Looks a lot like an execution to me......
http://www.stltoday.com/stltoday/ne...EE53778BC4F074F6862571080019EEC6?OpenDocument
http://www.stltoday.com/stltoday/ne...EE53778BC4F074F6862571080019EEC6?OpenDocument
Lawyers debate whether shooting was self-defense or second-degree murder
By William C. Lhotka
ST. LOUIS POST-DISPATCH
02/01/2006
CHESTERFIELD
It was self-defense, a lawyer told a jury Tuesday, when his client shot and killed a stronger, younger house boarder in Chesterfield last year. But the prosecutor called it second-degree murder.

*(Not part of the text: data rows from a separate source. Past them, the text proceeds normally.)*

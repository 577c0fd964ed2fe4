//! Search-specific error types.
//!
//! [`ExtractionError`] is raised by the indexer while deriving search rows
//! from a document. Any extraction error aborts the triggering write.

use std::fmt;

use serde::{Deserialize, Serialize};

/// Error during search value extraction.
#[derive(Debug, Clone, PartialEq, Serialize, Deserialize)]
pub enum ExtractionError {
    /// A declared parameter found a value it cannot index.
    InvalidValue {
        /// The parameter name.
        parameter: String,
        /// The offending value, rendered as text.
        value: String,
        /// What was wrong with it.
        message: String,
    },

    /// A declared parameter found a JSON shape it does not understand.
    UnsupportedType {
        /// The parameter name.
        parameter: String,
        /// The JSON shape found.
        value_type: String,
    },

    /// Resource is not a valid JSON object.
    InvalidResource {
        /// Description of the problem.
        message: String,
    },
}

impl ExtractionError {
    /// Builds an [`ExtractionError::InvalidValue`].
    pub fn invalid_value(
        parameter: impl Into<String>,
        value: impl Into<String>,
        message: impl Into<String>,
    ) -> Self {
        ExtractionError::InvalidValue {
            parameter: parameter.into(),
            value: value.into(),
            message: message.into(),
        }
    }
}

impl fmt::Display for ExtractionError {
    fn fmt(&self, f: &mut fmt::Formatter<'_>) -> fmt::Result {
        match self {
            ExtractionError::InvalidValue {
                parameter,
                value,
                message,
            } => {
                write!(
                    f,
                    "Invalid value '{}' for parameter '{}': {}",
                    value, parameter, message
                )
            }
            ExtractionError::UnsupportedType {
                parameter,
                value_type,
            } => {
                write!(
                    f,
                    "Cannot index {} value for parameter '{}'",
                    value_type, parameter
                )
            }
            ExtractionError::InvalidResource { message } => {
                write!(f, "Invalid resource: {}", message)
            }
        }
    }
}

impl std::error::Error for ExtractionError {}

#[cfg(test)]
mod tests {
    use super::*;

    #[test]
    fn test_invalid_value_display() {
        let err = ExtractionError::invalid_value("birthdate", "1980-13-45", "month out of range");
        let msg = err.to_string();
        assert!(msg.contains("birthdate"));
        assert!(msg.contains("1980-13-45"));
        assert!(msg.contains("month out of range"));
    }

    #[test]
    fn test_unsupported_type_display() {
        let err = ExtractionError::UnsupportedType {
            parameter: "value-quantity".to_string(),
            value_type: "array".to_string(),
        };
        assert_eq!(
            err.to_string(),
            "Cannot index array value for parameter 'value-quantity'"
        );
    }
}
/// A complete search query with all parameters.
#[derive(Debug, Clone, Default, Serialize, Deserialize)]
pub struct SearchQuery {
    /// The resource type being searched.
    pub resource_type: String,

    /// Standard search parameters, ANDed together.
    pub parameters: Vec<SearchParameter>,

    /// Reverse chain parameters (_has).
    pub reverse_chains: Vec<ReverseChainedParameter>,

    /// Include and revinclude directives.
    pub includes: Vec<IncludeDirective>,

    /// Sort directives.
    pub sort: Vec<SortDirective>,

    /// Requested page size (_count).
    pub count: Option<u32>,

    /// Offset for pagination (_offset).
    pub offset: Option<u32>,

    /// Opaque cursor from a previous page's `next` link.
    pub cursor: Option<String>,

    /// Total mode (_total).
    pub total: Option<TotalMode>,

    /// Parameters that were not recognised and so were not applied.
    pub ignored_parameters: Vec<String>,
}

/// Mode for _total parameter.
#[derive(Debug, Clone, Copy, PartialEq, Eq, Serialize, Deserialize)]
#[serde(rename_all = "lowercase")]
pub enum TotalMode {
    /// No total.
    None,
    /// Estimated total.
    Estimate,
    /// Accurate total.
    Accurate,
}

impl FromStr for TotalMode {
    type Err = String;

    fn from_str(s: &str) -> Result<Self, Self::Err> {
        match s {
            "none" => Ok(TotalMode::None),
            "estimate" => Ok(TotalMode::Estimate),
            "accurate" => Ok(TotalMode::Accurate),
            _ => Err(format!("invalid _total value: {}", s)),
        }
    }
}

impl SearchQuery {
    /// Creates a new search query for the given resource type.
    pub fn new(resource_type: impl Into<String>) -> Self {
        Self {
            resource_type: resource_type.into(),
            ..Default::default()
        }
    }

    /// Adds a search parameter.
    pub fn with_parameter(mut self, param: SearchParameter) -> Self {
        self.parameters.push(param);
        self
    }

    /// Adds a reverse chain.
    pub fn with_reverse_chain(mut self, reverse_chain: ReverseChainedParameter) -> Self {
        self.reverse_chains.push(reverse_chain);
        self
    }

    /// Adds an include directive.
    pub fn with_include(mut self, include: IncludeDirective) -> Self {
        self.includes.push(include);
        self
    }

    /// Adds a sort directive.
    pub fn with_sort(mut self, sort: SortDirective) -> Self {
        self.sort.push(sort);
        self
    }

    /// Sets the count limit.
    pub fn with_count(mut self, count: u32) -> Self {
        self.count = Some(count);
        self
    }

    /// Sets the pagination cursor.
    pub fn with_cursor(mut self, cursor: String) -> Self {
        self.cursor = Some(cursor);
        self
    }

    /// Sets the total mode.
    pub fn with_total(mut self, total: TotalMode) -> Self {
        self.total = Some(total);
        self
    }
}
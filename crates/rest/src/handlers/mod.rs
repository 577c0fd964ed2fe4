//! HTTP request handlers.
//!
//! - [`create`] - Create, including `If-None-Exist`
//! - [`read`] - Read the current version
//! - [`vread`] - Read a specific version
//! - [`update`] - Update, including `If-Match` and conditional update
//! - [`delete`] - Delete, including conditional delete
//! - [`history`] - Instance history
//! - [`search`] - Type-level search (GET and POST)

pub mod create;
pub mod delete;
pub mod history;
pub mod read;
pub mod search;
pub mod update;
pub mod vread;

pub use create::create_handler;
pub use delete::{conditional_delete_handler, delete_handler};
pub use history::history_instance_handler;
pub use read::read_handler;
pub use search::{search_get_handler, search_post_handler};
pub use update::{conditional_update_handler, update_handler};
pub use vread::vread_handler;

use axum::{http::StatusCode, response::Response};
use hcs_persistence::core::ResourceStorage;
use hcs_persistence::types::StoredResource;
use hcs_persistence::versioning::{FhirDialect, VersionPreference};

use crate::error::RestResult;
use crate::extractors::FhirVersionExtractor;
use crate::pipeline;
use crate::responses::{ResourceHeaders, json_response};
use crate::state::AppState;

/// Dialect preferences for the response to a write.
///
/// Explicit `Accept` preferences win; otherwise the client gets its
/// resource back in the dialect it sent.
pub(crate) fn write_preferences(
    version: &FhirVersionExtractor,
    source: FhirDialect,
) -> Vec<VersionPreference> {
    if version.accept_preferences().is_empty() {
        vec![VersionPreference::new(source.version())]
    } else {
        version.accept_preferences().to_vec()
    }
}

/// Renders a stored resource with its headers.
///
/// `warnings` are notes gathered before rendering (e.g. from ingest); the
/// rendering step adds its own.
pub(crate) fn resource_response<S>(
    state: &AppState<S>,
    status: StatusCode,
    stored: &StoredResource,
    preferences: &[VersionPreference],
    warnings: Vec<String>,
    with_location: bool,
) -> RestResult<Response>
where
    S: ResourceStorage,
{
    let (rendered, dialect) = pipeline::render_negotiated(state, stored, preferences)?;

    let mut headers = ResourceHeaders::from_stored(stored, dialect)
        .with_warnings(warnings)
        .with_warnings(rendered.warnings);
    if with_location {
        headers = headers.with_location(format!(
            "{}/{}",
            state.base_url(),
            stored.versioned_url()
        ));
    }

    json_response(status, headers.to_header_map(), &rendered.resource)
}
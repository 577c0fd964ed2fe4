//! Instance history handler.
//!
//! `GET [base]/[type]/[id]/_history`

use axum::{
    extract::{Path, Query, RawQuery, State},
    http::StatusCode,
    response::Response,
};
use chrono::{DateTime, NaiveDate, Utc};
use hcs_persistence::core::{HistoryParams, history_bundle};
use hcs_persistence::types::ResourceKind;
use serde::Deserialize;
use tracing::debug;

use crate::error::{RestError, RestResult};
use crate::extractors::{FhirVersionExtractor, RequestContextExtractor};
use crate::pipeline;
use crate::responses::{ResourceHeaders, json_response};
use crate::state::{AppState, ClinicalStorage};

/// Query parameters for history.
#[derive(Debug, Deserialize, Default)]
pub struct HistoryQuery {
    /// Page size.
    #[serde(rename = "_count")]
    pub count: Option<u32>,

    /// Only versions written at or after this instant.
    #[serde(rename = "_since")]
    pub since: Option<String>,

    /// Opaque cursor from a `next` link.
    #[serde(rename = "_cursor")]
    pub cursor: Option<String>,
}

impl HistoryQuery {
    fn to_params(&self) -> RestResult<HistoryParams> {
        let mut params = HistoryParams::new();
        if let Some(count) = self.count {
            params = params.count(count);
        }
        if let Some(since) = &self.since {
            params = params.since(parse_instant(since)?);
        }
        if let Some(cursor) = &self.cursor {
            params = params.cursor(cursor.clone());
        }
        Ok(params)
    }
}

/// Parses `_since` as an RFC 3339 instant or a plain date (midnight UTC).
///
/// An unescaped `+` offset arrives form-decoded as a space and is restored.
fn parse_instant(value: &str) -> RestResult<DateTime<Utc>> {
    let restored = value.trim().replace(' ', "+");
    if let Ok(instant) = DateTime::parse_from_rfc3339(&restored) {
        return Ok(instant.with_timezone(&Utc));
    }
    NaiveDate::parse_from_str(&restored, "%Y-%m-%d")
        .ok()
        .and_then(|date| date.and_hms_opt(0, 0, 0))
        .map(|naive| naive.and_utc())
        .ok_or_else(|| RestError::BadRequest {
            message: format!("Invalid _since value: {}", value),
        })
}

/// Handler for instance history.
///
/// Lists every version of the resource, newest first, deletions included.
/// Entries are rendered in the dialect negotiated from `Accept`.
///
/// # Response
///
/// - `200 OK` - History bundle
/// - `400 Bad Request` - Bad `_since` or cursor
/// - `404 Not Found` - The resource never existed
pub async fn history_instance_handler<S>(
    State(state): State<AppState<S>>,
    Path((resource_type, id)): Path<(String, String)>,
    RequestContextExtractor(ctx): RequestContextExtractor,
    version: FhirVersionExtractor,
    Query(query): Query<HistoryQuery>,
    RawQuery(raw_query): RawQuery,
) -> RestResult<Response>
where
    S: ClinicalStorage,
{
    let _guard = ctx.cancel_on_drop();

    debug!(
        request_id = ctx.request_id(),
        resource_type = %resource_type,
        id = %id,
        "Processing instance history request"
    );

    let params = query.to_params()?;
    let target = pipeline::negotiate(
        &state,
        version.accept_preferences(),
        &ResourceKind::parse(&resource_type),
    )?;

    let page = state
        .storage()
        .history_instance(&ctx, &resource_type, &id, &params)
        .await?;

    let self_link = match raw_query.as_deref().filter(|q| !q.is_empty()) {
        Some(q) => format!("{}/{}/{}/_history?{}", state.base_url(), resource_type, id, q),
        None => format!("{}/{}/{}/_history", state.base_url(), resource_type, id),
    };
    let mut bundle = history_bundle(&page, state.base_url(), &self_link);

    let live = page
        .items
        .iter()
        .map(|entry| &entry.resource)
        .filter(|r| !r.is_deleted());
    let (rendered, warnings) = pipeline::render_all(&state, live, target)?;
    let mut rendered = rendered.into_iter();
    for entry in bundle.entry.iter_mut().filter(|e| e.resource.is_some()) {
        entry.resource = rendered.next();
    }

    debug!(
        resource_type = %resource_type,
        id = %id,
        entries = bundle.entry.len(),
        "Returning history"
    );

    let headers = ResourceHeaders::new()
        .with_dialect(target)
        .with_warnings(warnings)
        .to_header_map();

    json_response(StatusCode::OK, headers, &bundle)
}

#[cfg(test)]
mod tests {
    use super::*;

    #[test]
    fn test_parse_instant_forms() {
        let full = parse_instant("2024-03-01T10:00:00Z").unwrap();
        assert_eq!(full.to_rfc3339(), "2024-03-01T10:00:00+00:00");

        let offset = parse_instant("2024-03-01T12:00:00+02:00").unwrap();
        assert_eq!(offset, full);

        let decoded = parse_instant("2024-03-01T12:00:00 02:00").unwrap();
        assert_eq!(decoded, full);

        let date = parse_instant("2024-03-01").unwrap();
        assert_eq!(date.to_rfc3339(), "2024-03-01T00:00:00+00:00");
    }

    #[test]
    fn test_parse_instant_rejects_garbage() {
        assert!(matches!(
            parse_instant("yesterday"),
            Err(RestError::BadRequest { .. })
        ));
    }

    #[test]
    fn test_query_to_params() {
        let query = HistoryQuery {
            count: Some(2),
            since: Some("2024-01-01".to_string()),
            cursor: Some("abc".to_string()),
        };
        let params = query.to_params().unwrap();
        assert_eq!(params.count, Some(2));
        assert!(params.since.is_some());
        assert_eq!(params.cursor.as_deref(), Some("abc"));
    }
}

The central issue shaped up to be whether Charles Collins, 73, had legitimate cause to fear for his life after the man he wounded, Joseph Maiorana, 63, fell to the initial three shots. It was the next two, fired as Maiorana lay on the kitchen floor of Collins' house in the 1500 block of Dresden Lake Court, that killed him, officials said.
The killing happened as the two quarreled over a $300 security deposit, according to evidence in the trial in St. Louis County Circuit Court.
Just before Collins fired, about 4:20 p.m. April 29, Maiorana had pistol-whipped him and said he was going to kill him, defense counsel Steve Sokolik said. But prosecutor Alan Key suggested the threat from Maiorana had passed before Collins walked up to him and fired two shots that lodged in the man's brain.
Prosecutors amended the initial charge of first-degree murder to second-degree, which carries a penalty of 10 years to life in prison, and armed criminal action, which has a minimum of three years and a maximum of life.
The jury watched tapes of Collins' statement to Chesterfield police Detective Rich Murphy and of a re-enactment.
On them, Collins said that Maiorana, who lived in the house for a month, announced April 27 that he was moving, demanded his $300 and threatened to harm Collins if the money wasn't ready.
Collins had a .25-caliber pistol in his pocket and a .22 hidden in the living room when they met two days later, Collins said. He said Maiorana again threatened him, but that Collins insisted on inspecting Maiorana's room before returning the deposit.
Collins said Maiorana came at him and the .25 went off twice as they struggled. He said Maiorana, wounded, took the gun away and put it to Collins' head but it didn't go off. Sokolik, the defense attorney, said experts will testify that the weapon had jammed.
Collins said he retrieved his .22, as Maiorana fiddled with the .25, and fired it.
"He went down," Collins says on the tape. "He was squirming. I shot him again."